*** Dataset records Section Begins ***
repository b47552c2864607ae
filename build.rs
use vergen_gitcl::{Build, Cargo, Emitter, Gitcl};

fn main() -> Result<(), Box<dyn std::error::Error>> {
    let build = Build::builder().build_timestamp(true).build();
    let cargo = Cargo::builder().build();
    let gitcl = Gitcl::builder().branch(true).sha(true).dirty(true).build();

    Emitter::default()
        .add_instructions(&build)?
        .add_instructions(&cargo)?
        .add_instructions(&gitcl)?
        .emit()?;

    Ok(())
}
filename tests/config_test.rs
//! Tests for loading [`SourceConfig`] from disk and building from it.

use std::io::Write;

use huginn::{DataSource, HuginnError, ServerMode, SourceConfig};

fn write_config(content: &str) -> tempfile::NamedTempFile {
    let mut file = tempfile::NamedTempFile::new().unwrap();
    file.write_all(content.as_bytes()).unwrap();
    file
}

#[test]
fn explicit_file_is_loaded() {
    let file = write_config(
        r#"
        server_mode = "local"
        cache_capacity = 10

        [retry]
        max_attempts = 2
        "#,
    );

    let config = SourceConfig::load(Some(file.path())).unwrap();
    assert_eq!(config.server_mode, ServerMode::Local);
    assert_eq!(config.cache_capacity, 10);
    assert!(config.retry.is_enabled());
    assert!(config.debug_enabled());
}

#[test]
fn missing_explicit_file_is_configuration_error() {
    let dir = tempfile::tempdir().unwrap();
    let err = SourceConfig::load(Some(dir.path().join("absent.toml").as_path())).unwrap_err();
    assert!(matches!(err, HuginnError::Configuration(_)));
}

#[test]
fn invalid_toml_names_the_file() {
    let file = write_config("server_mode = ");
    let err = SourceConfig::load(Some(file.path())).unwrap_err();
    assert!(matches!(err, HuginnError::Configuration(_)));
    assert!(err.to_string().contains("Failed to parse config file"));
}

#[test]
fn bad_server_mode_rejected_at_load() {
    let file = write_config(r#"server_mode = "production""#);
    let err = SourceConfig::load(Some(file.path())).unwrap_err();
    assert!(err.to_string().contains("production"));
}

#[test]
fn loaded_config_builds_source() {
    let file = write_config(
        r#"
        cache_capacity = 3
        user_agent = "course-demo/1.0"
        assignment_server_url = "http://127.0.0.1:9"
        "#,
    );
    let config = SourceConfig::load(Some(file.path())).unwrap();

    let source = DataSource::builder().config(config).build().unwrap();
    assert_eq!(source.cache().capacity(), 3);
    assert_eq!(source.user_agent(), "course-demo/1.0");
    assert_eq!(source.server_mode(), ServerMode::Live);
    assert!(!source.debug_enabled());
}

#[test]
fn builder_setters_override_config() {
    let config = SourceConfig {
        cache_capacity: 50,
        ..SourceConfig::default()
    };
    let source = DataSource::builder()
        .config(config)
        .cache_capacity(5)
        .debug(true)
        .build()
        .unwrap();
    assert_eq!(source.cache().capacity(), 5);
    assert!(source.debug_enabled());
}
*** Dataset records Section Ends ***
## Exercise:
Reproduce each line above that contains "NamedTempFile".

## Written solution:
fn write_config(content: &str) -> tempfile::NamedTempFile {
    let mut file = tempfile::NamedTempFile::new().unwrap();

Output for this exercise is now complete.